Cerimônia no Planalto revela tensão entre governo e Congresso

Bruno de Oliveira
Tempo: 2 min.

A cerimônia realizada no Palácio do Planalto em 8 de janeiro de 2026, para marcar os três anos dos ataques de 8 de janeiro, destacou o crescente desgaste nas relações entre o presidente Luiz Inácio Lula da Silva e o Congresso Nacional. O evento foi ofuscado pelo veto integral ao projeto de lei da dosimetria das penas, uma decisão que acentuou a distância entre o Executivo e o Legislativo logo no início do novo ano legislativo.

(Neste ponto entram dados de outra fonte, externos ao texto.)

impl ResourceHandler {
    pub fn new(
        registry: Arc<FleetRegistry>,
        config: Arc<ReplicatorConfig>,
        cluster_id: impl Into<String>,
        hooks: Arc<dyn WorkloadHooks>,
        read_only: Arc<AtomicBool>,
    ) -> Result<Self> {
        let cluster_id = cluster_id.into();
        if cluster_id.is_empty() {
            return Err(ReplicationError::Precondition(
                "expected valid value for cluster id, got empty".to_string(),
            ));
        }
        Ok(Self {
            registry,
            config,
            cluster_id,
            hooks,
            state_mirror: None,
            read_only,
        })
    }

    pub fn with_state_mirror(mut self, mirror: Arc<dyn StateRegistryMirror>) -> Self {
        self.state_mirror = Some(mirror);
        self
    }

    pub async fn added(&self, resource: TrafficRoutingResource) -> Result<()> {
        self.handle_event(EventKind::Add, resource).await
    }

    pub async fn updated(&self, resource: TrafficRoutingResource) -> Result<()> {
        self.handle_event(EventKind::Update, resource).await
    }

    pub async fn deleted(&self, resource: TrafficRoutingResource) -> Result<()> {
        self.handle_event(EventKind::Delete, resource).await
    }

    async fn handle_event(&self, event: EventKind, resource: TrafficRoutingResource) -> Result<()> {
        let _timer = OpTimer::new(
            format!("handle_event={event}"),
            &self.cluster_id,
            &resource.name,
        );
        // Read-only acknowledgment comes before any other check, even the
        // config precondition: a standby process must stay a silent no-op.
        if self.read_only.load(Ordering::Relaxed) {
            if event == EventKind::Delete {
                info!(
                    cluster = %self.cluster_id,
                    name = %resource.name,
                    namespace = %resource.namespace,
                    "read-only mode, skipping delete"
                );
            }
            metrics::record_event(event.as_str(), "read_only");
            return Ok(());
        }
        self.config.validate()?;

        // Custom-owned resources bypass the admission filter entirely; they
        // live outside the replication pipeline. Their processing outcome is
        // logged but never escalated to the watcher.
        if self.is_custom_owned(&resource) {
            metrics::record_event(event.as_str(), "custom_owned");
            if let Err(e) = processor::process_custom_resource(
                &self.registry,
                &self.config,
                &self.cluster_id,
                &resource,
                self.hooks.as_ref(),
            )
            .await
            {
                warn!(
                    cluster = %self.cluster_id,
                    name = %resource.name,
                    error = %e,
                    "custom resource processing failed"
                );
            }
            return Ok(());
        }

        if let Some(reason) = self.admission_skip_reason(&resource) {
            if reason == SKIP_IGNORE_ANNOTATION {
                debug!(
                    cluster = %self.cluster_id,
                    name = %resource.name,
                    namespace = %resource.namespace,
                    "ignore annotation is set"
                );
            }
            // Deletes of filtered resources are logged with their cause so
            // operators can trace why no cleanup ran.
            if event == EventKind::Delete {
                info!(
                    cluster = %self.cluster_id,
                    name = %resource.name,
                    namespace = %resource.namespace,
                    reason,
                    "skipping delete of filtered resource"
                );
            }
            metrics::record_event(event.as_str(), "filtered");
            return Ok(());
        }

        if resource.spec.hosts.len() > 1 {
            info!(
                cluster = %self.cluster_id,
                name = %resource.name,
                hosts = ?resource.spec.hosts,
                "skipping resource with multiple hosts, not supported for replication"
            );
            metrics::record_event(event.as_str(), "multi_host");
            return Ok(());
        }

        if self.config.canary_resolution_enabled {
            let owned = canary::resolve_and_trigger(
                &self.registry,
                &self.cluster_id,
                &resource,
                self.hooks.as_ref(),
            )
            .await?;
            if owned {
                metrics::record_event(event.as_str(), "canary_owned");
                return Ok(());
            }
        }

        let Some(host) = resource.governed_host().map(str::to_string) else {
            info!(
                cluster = %self.cluster_id,
                name = %resource.name,
                "skipping resource with no governed hostname"
            );
            metrics::record_event(event.as_str(), "no_host");
            return Ok(());
        };

        let derived_name = replication_name(&resource.namespace, &resource.name);
        let deps = self.registry.dependency_cache();
        let dependents = deps.dependent_clusters(&host);

        let result = if !dependents.is_empty() {
            // Dependents first, then sources, each cluster exactly once.
            let mut targets = dependents;
            let mut seen: BTreeSet<String> = targets.iter().cloned().collect();
            for source in deps.source_clusters(&host) {
                if seen.insert(source.clone()) {
                    targets.push(source);
                }
            }
            info!(
                cluster = %self.cluster_id,
                name = %resource.name,
                host = %host,
                targets = ?targets,
                event = %event,
                "replicating to dependent and source clusters"
            );
            fanout::sync_to_clusters(
                self.registry.clone(),
                self.config.clone(),
                targets,
                &resource,
                event,
                &derived_name,
            )
            .await
        } else {
            let targets = self.registry.list_cluster_ids();
            info!(
                cluster = %self.cluster_id,
                name = %resource.name,
                host = %host,
                targets = ?targets,
                event = %event,
                "no dependent clusters known, replicating to the whole fleet"
            );
            let result = fanout::sync_to_clusters(
                self.registry.clone(),
                self.config.clone(),
                targets,
                &resource,
                event,
                &derived_name,
            )
            .await;
            if result.is_ok() {
                self.mirror_event(event, &resource, &derived_name).await;
            }
            result
        };

        match result {
            Ok(()) => {
                info!(
                    cluster = %self.cluster_id,
                    name = %resource.name,
                    event = %event,
                    "synced to all target clusters"
                );
                metrics::record_event(event.as_str(), "synced");
                Ok(())
            }
            Err(e) => {
                // Partial failures converge on the next resync, so the
                // fan-out result is not retried in process.
                warn!(
                    cluster = %self.cluster_id,
                    name = %resource.name,
                    event = %event,
                    error = %e,
                    "fan-out failed, will not be retried"
                );
                metrics::record_event(event.as_str(), "failed");
                Ok(())
            }
        }
    }

    fn is_custom_owned(&self, resource: &TrafficRoutingResource) -> bool {
        match &self.config.custom_owned_created_by {
            Some(marker) => resource.annotation(CREATED_BY_ANNOTATION) == Some(marker.as_str()),
            None => false,
        }
    }

    /// Admission filter. Returns the skip cause, or `None` to admit.
    fn admission_skip_reason(&self, resource: &TrafficRoutingResource) -> Option<&'static str> {
        if resource.annotation(&self.config.ignore_annotation) == Some("true") {
            return Some(SKIP_IGNORE_ANNOTATION);
        }
        if resource.namespace == self.config.sync_namespace {
            return Some("resource lives in the sync namespace");
        }
        if self
            .config
            .ignored_namespaces
            .iter()
            .any(|ns| ns == &resource.namespace)
        {
            return Some("namespace is ignored");
        }
        if resource.spec.export_to.len() == 1 && resource.spec.export_to[0] == "." {
            return Some("exported to its own namespace only");
        }
        None
    }

    /// Best-effort mirror of the event into the state registry, keyed by the
    /// derived replication name. Only fires when this cluster holds the
    /// syncer role; errors are logged.
    async fn mirror_event(
        &self,
        event: EventKind,
        resource: &TrafficRoutingResource,
        derived_name: &str,
    ) {
        if !self.config.is_syncer_cluster(&self.cluster_id) {
            return;
        }
        let Some(mirror) = &self.state_mirror else {
            return;
        };
        let tx_id = Uuid::new_v4().to_string();
        let result = match event {
            EventKind::Add | EventKind::Update => {
                mirror
                    .put_custom_data(
                        &self.cluster_id,
                        &resource.namespace,
                        derived_name,
                        RESOURCE_KIND,
                        &tx_id,
                        resource,
                    )
                    .await
            }
            EventKind::Delete => {
                mirror
                    .delete_custom_data(
                        &self.cluster_id,
                        &resource.namespace,
                        derived_name,
                        RESOURCE_KIND,
                        &tx_id,
                    )
                    .await
            }
        };
        match result {
            Ok(()) => {
                metrics::record_state_mirror(&self.cluster_id, event.as_str(), true);
                debug!(
                    cluster = %self.cluster_id,
                    name = derived_name,
                    tx_id = %tx_id,
                    event = %event,
                    "mirrored event to state registry"
                );
            }
            Err(e) => {
                metrics::record_state_mirror(&self.cluster_id, event.as_str(), false);
                warn!(
                    cluster = %self.cluster_id,
                    name = derived_name,
                    tx_id = %tx_id,
                    event = %event,
                    error = %e,
                    "state registry mirror failed"
                );
            }
        }
    }
}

A ausência de figuras-chave, como os presidentes da Câmara e do Senado, reforçou a percepção de um ambiente político deteriorado. Com o veto já anunciado, a percepção entre os parlamentares era de que a decisão do governo complicaria ainda mais as interações com o Congresso. A cerimônia, que deveria ser um ato de unidade, acabou sendo vista como um reflexo das dificuldades atuais na coordenação política entre Lula e os legisladores.

O veto não apenas gerou reações imediatas entre os parlamentares, mas também expôs tensões internas dentro do governo. A possibilidade de derrubar o veto em uma sessão do Congresso pode intensificar a tensão entre os Poderes nas próximas semanas. Assim, o evento no Planalto simboliza um momento crítico nas relações governamentais e legislativas, com desdobramentos imprevisíveis para o futuro político brasileiro.